佩蒂轉過身去看她,生氣她那做作、八卦的語氣,好像上著發卷、在超市裏竊竊私語的三姑六婆。現在整個金納吉鎮的人都在用這種語氣討論她的家務事。她一把抓住蜜雪的手臂,力道比她預期的還大。

“你這話是什麽意思,蜜雪?你知道什麽?”

“沒有,媽咪,我什麽都不知道。”蜜雪脫口而出,“我說我什麽都不知道。”她開始哭哭啼啼,每次只要她自知闖禍了,就愛號啕大哭。

“班恩是你哥哥,你不可以用那種語氣說哥哥的壞話,在家裏不行,在外面更不行,不管是在教堂、學校,全都不行。”

“可是媽……”蜜雪說,仍在哭,“我不喜歡哥哥。”

“怎麽可以說這種話。”

“他很壞,他做壞事,學校裏大家都知道……”

“知道什麽,蜜雪?”她覺得額頭發燙,要是黛安也在就好了。“我聽不懂你的意思,難道班恩……你是說哥哥……對你做了什麽……壞事嗎?”

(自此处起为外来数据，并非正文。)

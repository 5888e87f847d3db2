//! Metabase store abstraction
//!
//! Both the repair pipeline and the garbage collector talk to metadata
//! through [`MetabaseStore`], so tests can run against the in-memory
//! implementation while production uses PostgreSQL or CockroachDB.

use crate::error::Result;
use crate::models::{DeletedCounts, Object, ObjectKey, ObjectStatus, ObjectStream, Piece, Segment};
use async_trait::async_trait;
use chrono::{DateTime, Utc};
use tessera_core::{SegmentId, StreamId};

/// Which objects a collection scan selects
#[derive(Debug, Clone, Copy, PartialEq, Eq)]
pub enum ScanFilter {
    /// Committed objects whose expiration is strictly before the instant
    ExpiredBefore(DateTime<Utc>),
    /// Pending objects whose zombie deadline is strictly before the instant
    ZombieBefore(DateTime<Utc>),
}

impl ScanFilter {
    /// Whether an object matches this filter
    pub fn matches(&self, object: &Object) -> bool {
        match self {
            Self::ExpiredBefore(at) => {
                object.status == ObjectStatus::Committed
                    && object.expires_at.is_some_and(|exp| exp < *at)
            }
            Self::ZombieBefore(at) => {
                object.status == ObjectStatus::Pending
                    && object.zombie_deletion_deadline.is_some_and(|d| d < *at)
            }
        }
    }
}

/// One page request of a keyset scan over objects
#[derive(Debug, Clone)]
pub struct ScanQuery {
    pub filter: ScanFilter,
    /// Exclusive lower bound; `None` starts from the beginning of the key space
    pub after: Option<ObjectKey>,
    /// Maximum rows in the page
    pub limit: usize,
    /// Read from a snapshot at this instant where the store supports it
    pub as_of: Option<DateTime<Utc>>,
}

/// Object and segment metadata operations
#[async_trait]
pub trait MetabaseStore: Send + Sync {
    /// Insert a new object; fails with `Duplicate` if the key exists
    async fn insert_object(&self, object: &Object) -> Result<()>;

    /// Insert a new segment; fails with `Duplicate` if the id exists
    async fn insert_segment(&self, segment: &Segment) -> Result<()>;

    async fn get_object(&self, key: &ObjectKey) -> Result<Option<Object>>;

    async fn get_segment(&self, id: &SegmentId) -> Result<Option<Segment>>;

    /// All segments of a stream in position order
    async fn list_segments(&self, stream_id: &StreamId) -> Result<Vec<Segment>>;

    /// Replace a segment's pieces if they still equal `expected` (compared as a set)
    ///
    /// Returns `Conflict` if another writer changed them first and
    /// `SegmentNotFound` if the segment was deleted.
    async fn update_segment_pieces(
        &self,
        id: &SegmentId,
        expected: &[Piece],
        new_pieces: &[Piece],
    ) -> Result<()>;

    /// Read one page of matching objects in ascending key order
    async fn scan_objects(&self, query: &ScanQuery) -> Result<Vec<ObjectStream>>;

    /// Atomically delete an object and every segment of its stream
    ///
    /// Deleting an object that no longer exists is not an error; the
    /// returned counts are zero in that case.
    async fn delete_object(&self, object: &ObjectStream) -> Result<DeletedCounts>;
}
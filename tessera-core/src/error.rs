//! Error types for Tessera core
//!
//! Provides the error type shared by identifiers, schemes and the coder.

use thiserror::Error;

/// Result type alias for core operations
pub type Result<T> = std::result::Result<T, CoreError>;

/// Unified error type for core operations
#[derive(Error, Debug)]
pub enum CoreError {
    // ===== Erasure Coding Errors =====
    #[error("Erasure coding error: {0}")]
    ErasureCoding(String),

    #[error("Insufficient pieces: have {available}, need {required}")]
    InsufficientPieces { available: usize, required: usize },

    #[error("Piece size mismatch: expected {expected}, got {actual}")]
    PieceSizeMismatch { expected: usize, actual: usize },

    #[error("Invalid piece number: {number} (total: {total})")]
    InvalidPieceNumber { number: usize, total: usize },

    // ===== Redundancy Errors =====
    #[error("Invalid redundancy scheme: {0}")]
    InvalidScheme(String),

    // ===== Identity Errors =====
    #[error("Invalid signing identity: {0}")]
    InvalidIdentity(String),

    #[error("Signature verification failed")]
    InvalidSignature,

    #[error("Invalid identifier: {0}")]
    InvalidId(String),
}

impl From<reed_solomon_erasure::Error> for CoreError {
    fn from(err: reed_solomon_erasure::Error) -> Self {
        CoreError::ErasureCoding(err.to_string())
    }
}

#[cfg(test)]
mod tests {
    use super::*;

    #[test]
    fn test_error_display() {
        let err = CoreError::InsufficientPieces {
            available: 25,
            required: 29,
        };
        assert_eq!(err.to_string(), "Insufficient pieces: have 25, need 29");
    }

    #[test]
    fn test_error_from_reed_solomon() {
        let err: CoreError = reed_solomon_erasure::Error::TooFewShards.into();
        assert!(matches!(err, CoreError::ErasureCoding(_)));
    }
}
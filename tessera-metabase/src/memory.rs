//! In-memory metabase
//!
//! Keeps objects and segments in ordered maps behind a single lock, so
//! object deletions and piece swaps are atomic with respect to each other.
//! A scan page is read under one read guard, which makes each page a
//! consistent snapshot; `as_of` hides objects created after the instant.

use crate::error::{MetabaseError, Result};
use crate::models::{
    normalize_pieces, same_pieces, DeletedCounts, Object, ObjectKey, ObjectStream, Piece, Segment,
};
use crate::store::{MetabaseStore, ScanQuery};
use async_trait::async_trait;
use parking_lot::RwLock;
use std::collections::BTreeMap;
use std::ops::Bound;
use std::sync::atomic::{AtomicU64, Ordering};
use tessera_core::{SegmentId, SegmentPosition, StreamId};

#[derive(Default)]
struct Tables {
    objects: BTreeMap<ObjectKey, Object>,
    segments: BTreeMap<SegmentId, Segment>,
}

/// Operation counters, used by tests to assert what a component touched
#[derive(Debug, Default)]
pub struct MemoryStats {
    pub piece_updates: AtomicU64,
    pub scans: AtomicU64,
    pub deletes: AtomicU64,
}

/// Metabase held entirely in memory
#[derive(Default)]
pub struct MemoryMetabase {
    tables: RwLock<Tables>,
    stats: MemoryStats,
}

impl MemoryMetabase {
    pub fn new() -> Self {
        Self::default()
    }

    pub fn stats(&self) -> &MemoryStats {
        &self.stats
    }

    /// Number of stored objects
    pub fn object_count(&self) -> usize {
        self.tables.read().objects.len()
    }

    /// Number of stored segments
    pub fn segment_count(&self) -> usize {
        self.tables.read().segments.len()
    }

    /// Successful piece swaps so far
    pub fn piece_update_count(&self) -> u64 {
        self.stats.piece_updates.load(Ordering::Relaxed)
    }
}

#[async_trait]
impl MetabaseStore for MemoryMetabase {
    async fn insert_object(&self, object: &Object) -> Result<()> {
        let mut tables = self.tables.write();
        if tables.objects.contains_key(&object.key) {
            return Err(MetabaseError::Duplicate(object.key.to_string()));
        }
        tables.objects.insert(object.key.clone(), object.clone());
        Ok(())
    }

    async fn insert_segment(&self, segment: &Segment) -> Result<()> {
        segment.redundancy.validate()?;
        segment.validate_pieces(&segment.pieces)?;

        let mut tables = self.tables.write();
        if tables.segments.contains_key(&segment.id) {
            return Err(MetabaseError::Duplicate(segment.id.to_string()));
        }
        let mut stored = segment.clone();
        stored.pieces = normalize_pieces(&segment.pieces);
        tables.segments.insert(segment.id, stored);
        Ok(())
    }

    async fn get_object(&self, key: &ObjectKey) -> Result<Option<Object>> {
        Ok(self.tables.read().objects.get(key).cloned())
    }

    async fn get_segment(&self, id: &SegmentId) -> Result<Option<Segment>> {
        Ok(self.tables.read().segments.get(id).cloned())
    }

    async fn list_segments(&self, stream_id: &StreamId) -> Result<Vec<Segment>> {
        let tables = self.tables.read();
        Ok(stream_range(&tables, stream_id)
            .map(|(_, segment)| segment.clone())
            .collect())
    }

    async fn update_segment_pieces(
        &self,
        id: &SegmentId,
        expected: &[Piece],
        new_pieces: &[Piece],
    ) -> Result<()> {
        let mut tables = self.tables.write();
        let segment = tables
            .segments
            .get_mut(id)
            .ok_or(MetabaseError::SegmentNotFound(*id))?;

        if !same_pieces(&segment.pieces, expected) {
            return Err(MetabaseError::Conflict(*id));
        }
        segment.validate_pieces(new_pieces)?;
        segment.pieces = normalize_pieces(new_pieces);

        self.stats.piece_updates.fetch_add(1, Ordering::Relaxed);
        Ok(())
    }

    async fn scan_objects(&self, query: &ScanQuery) -> Result<Vec<ObjectStream>> {
        self.stats.scans.fetch_add(1, Ordering::Relaxed);

        let tables = self.tables.read();
        let lower = match &query.after {
            Some(key) => Bound::Excluded(key.clone()),
            None => Bound::Unbounded,
        };

        Ok(tables
            .objects
            .range((lower, Bound::Unbounded))
            .map(|(_, object)| object)
            .filter(|object| query.as_of.map_or(true, |at| object.created_at <= at))
            .filter(|object| query.filter.matches(object))
            .take(query.limit)
            .map(Object::object_stream)
            .collect())
    }

    async fn delete_object(&self, object: &ObjectStream) -> Result<DeletedCounts> {
        self.stats.deletes.fetch_add(1, Ordering::Relaxed);

        let mut tables = self.tables.write();
        let mut counts = DeletedCounts::default();

        let matches = tables
            .objects
            .get(&object.key)
            .is_some_and(|stored| stored.stream_id == object.stream_id);
        if matches {
            tables.objects.remove(&object.key);
            counts.objects = 1;
        }

        let doomed: Vec<SegmentId> = stream_range(&tables, &object.stream_id)
            .map(|(id, _)| *id)
            .collect();
        for id in doomed {
            tables.segments.remove(&id);
            counts.segments += 1;
        }

        Ok(counts)
    }
}

fn stream_range<'a>(
    tables: &'a Tables,
    stream_id: &StreamId,
) -> impl Iterator<Item = (&'a SegmentId, &'a Segment)> {
    let start = SegmentId::new(*stream_id, SegmentPosition::new(0, 0));
    let end = SegmentId::new(*stream_id, SegmentPosition::new(u32::MAX, u32::MAX));
    tables.segments.range(start..=end)
}
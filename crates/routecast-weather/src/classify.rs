//! Bad-weather rules for a single forecast day.

use serde::{Deserialize, Serialize};

/// A rule that a forecast day broke.
#[derive(Debug, Clone, Copy, PartialEq, Eq, Serialize, Deserialize)]
#[serde(rename_all = "snake_case")]
pub enum Flag {
    TemperatureOutOfRange,
    HighWind,
    HighPrecipitation,
}

impl Flag {
    pub fn description(&self) -> &'static str {
        match self {
            Self::TemperatureOutOfRange => "temperature out of safe range",
            Self::HighWind => "high wind",
            Self::HighPrecipitation => "high precipitation probability",
        }
    }
}

impl std::fmt::Display for Flag {
    fn fmt(&self, f: &mut std::fmt::Formatter<'_>) -> std::fmt::Result {
        f.write_str(self.description())
    }
}

/// Classification of a forecast day. `Bad` always carries at least one flag.
#[derive(Debug, Clone, PartialEq, Eq, Serialize, Deserialize)]
#[serde(tag = "status", content = "flags", rename_all = "lowercase")]
pub enum Verdict {
    Good,
    Bad(Vec<Flag>),
}

impl Verdict {
    pub fn is_good(&self) -> bool {
        matches!(self, Self::Good)
    }

    pub fn flags(&self) -> &[Flag] {
        match self {
            Self::Good => &[],
            Self::Bad(flags) => flags,
        }
    }
}

impl std::fmt::Display for Verdict {
    fn fmt(&self, f: &mut std::fmt::Formatter<'_>) -> std::fmt::Result {
        match self {
            Self::Good => f.write_str("good"),
            Self::Bad(flags) => {
                let described: Vec<_> = flags.iter().map(Flag::description).collect();
                write!(f, "bad ({})", described.join(", "))
            }
        }
    }
}

/// Safe bounds. A value equal to a bound is still safe.
#[derive(Debug, Clone, Copy, PartialEq)]
pub struct SafeRanges {
    pub min_temp: f64,
    pub max_temp: f64,
    pub max_wind_speed: f64,
    pub max_precipitation_probability: f64,
}

impl Default for SafeRanges {
    fn default() -> Self {
        Self {
            min_temp: -15.0,
            max_temp: 35.0,
            max_wind_speed: 50.0,
            max_precipitation_probability: 60.0,
        }
    }
}

impl SafeRanges {
    /// Flags are reported in rule order: temperature, wind, precipitation.
    pub fn classify(&self, max_temp: f64, wind_speed: f64, precipitation_probability: f64) -> Verdict {
        let mut flags = Vec::new();

        if max_temp < self.min_temp || max_temp > self.max_temp {
            flags.push(Flag::TemperatureOutOfRange);
        }
        if wind_speed > self.max_wind_speed {
            flags.push(Flag::HighWind);
        }
        if precipitation_probability > self.max_precipitation_probability {
            flags.push(Flag::HighPrecipitation);
        }

        if flags.is_empty() {
            Verdict::Good
        } else {
            Verdict::Bad(flags)
        }
    }
}

/// Classify with the default thresholds.
pub fn classify(max_temp: f64, wind_speed: f64, precipitation_probability: f64) -> Verdict {
    SafeRanges::default().classify(max_temp, wind_speed, precipitation_probability)
}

她答應自己絕對不會問這個問題,即使只是想著這件事,也是背叛班恩。班恩再小一點的時候,大概七八歲,他會半夜溜到她床上,她醒來發現他在摸她的頭發、捏她的乳房。雖然純真,卻也讓她心慌,她有種被挑逗的感覺,趕緊跳下床,像個花容失色的少女般抓起睡衣睡袍就往身上圍。不行不行,不可以這樣摸媽媽。她從來沒有懷疑過他,直到現在——班恩也許對他的妹妹上下其手。她讓剛才的問題懸在半空中,蜜雪越來越激動,大大的眼鏡在她的翹鼻子上溜上溜下,哭個不停。

“蜜雪,對不起,我竟然吼你。班恩闖禍了。告訴我,他有沒有對你做什麽不該做的事,跟媽媽說?”她緊張到頭痛欲裂,在一陣驚慌過後,接踵而來的是疏離的淡漠。她感覺到恐懼在心頭爬升,推進推進再推進,宛如飛機起飛。

“對我做什麽?”

“像是亂碰你,不像一般哥哥碰妹妹那樣?”她感覺自己飄在半空中,仿佛引擎熄了火。

“每次他碰我不是推我,就是拉我頭發,再不然就是撞我!”蜜雪像平常一樣喋喋不休地抱怨。

太好了,哦,太好了。

“那學校的人都說他什麽?”

“說他是怪胎,很丟人。大家都不喜歡他。我是說,只要看他房間就知道了,媽。他有一大堆奇奇怪怪的東西。”

她想要教訓蜜雪,沒有經過班恩的允許不能擅自進入他的房間;接著又想賞自己一巴掌。她想起柯林斯警探說的話,想起裝在塑料袋裏的動物器官。她想象那景象:有些幹巴巴的像木球,有些還很新鮮,蓋子一打開,味道就撲鼻而來。

佩蒂站起來。“他房間裏有什麽?”

她沿著走廊走,一如往常被班恩那條討厭的電話線絆到,經過他用掛鎖鎖著的房門,繼續往走廊深處走去,走到底左轉,經過女兒的房間,進入自己的臥室。襪子、鞋子、牛仔褲到處都是,一堆一堆的生活殘骸。